--- Input ---

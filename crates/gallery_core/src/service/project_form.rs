//! Project creation contract between the admin form and the store.
//!
//! # Responsibility
//! - Turn raw form values into a `Project` with presence checks only.
//! - Own the comma-separated tag splitting rule.
//! - Resolve the placeholder cover image at display time.
//!
//! # Invariants
//! - Every created project gets a fresh UUID v4 id.
//! - Tag order follows input order; empty trimmed segments are dropped.

use crate::model::clock::now_epoch_ms;
use crate::model::project::Project;
use std::error::Error;
use std::fmt::{Display, Formatter};
use uuid::Uuid;

/// Raw admin form values for one new project.
#[derive(Debug, Clone, Default, PartialEq, Eq)]
pub struct ProjectDraft {
    pub title: String,
    pub description: String,
    pub url: String,
    /// Blank means "no image".
    pub image_url: String,
    /// Comma-separated tag list as typed by the user.
    pub tags: String,
}

/// Presence-check failures for a draft.
#[derive(Debug, Clone, Copy, PartialEq, Eq)]
pub enum ProjectDraftError {
    MissingTitle,
    MissingUrl,
}

impl Display for ProjectDraftError {
    fn fmt(&self, f: &mut Formatter<'_>) -> std::fmt::Result {
        match self {
            Self::MissingTitle => write!(f, "project title is required"),
            Self::MissingUrl => write!(f, "project url is required"),
        }
    }
}

impl Error for ProjectDraftError {}

impl ProjectDraft {
    /// Validates the draft and stamps it with a fresh id and the current time.
    ///
    /// Trimming only applies to the presence checks; entered text is stored
    /// as typed.
    pub fn into_project(self) -> Result<Project, ProjectDraftError> {
        self.into_project_at(now_epoch_ms())
    }

    /// Same as `into_project` with a caller-provided creation timestamp.
    pub fn into_project_at(self, created_at: i64) -> Result<Project, ProjectDraftError> {
        if self.title.trim().is_empty() {
            return Err(ProjectDraftError::MissingTitle);
        }
        if self.url.trim().is_empty() {
            return Err(ProjectDraftError::MissingUrl);
        }

        let image_url = if self.image_url.trim().is_empty() {
            None
        } else {
            Some(self.image_url)
        };

        Ok(Project {
            id: Uuid::new_v4().to_string(),
            tags: parse_tags(&self.tags),
            title: self.title,
            description: self.description,
            url: self.url,
            image_url,
            created_at,
        })
    }
}

/// Splits comma-separated input into trimmed, non-empty tags.
///
/// Duplicates are kept.
pub fn parse_tags(raw: &str) -> Vec<String> {
    raw.split(',')
        .map(str::trim)
        .filter(|tag| !tag.is_empty())
        .map(str::to_string)
        .collect()
}

/// Cover image to display for a project card.
pub fn card_image_url(project: &Project) -> String {
    match project.image_url.as_deref() {
        Some(url) if !url.is_empty() => url.to_string(),
        _ => format!("https://picsum.photos/seed/{}/800/600", project.id),
    }
}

---

Activity: Every line in the data above that includes the word "values" should be copied.

Answer below:
//! - Turn raw form values into a `Project` with presence checks only.
/// Raw admin form values for one new project.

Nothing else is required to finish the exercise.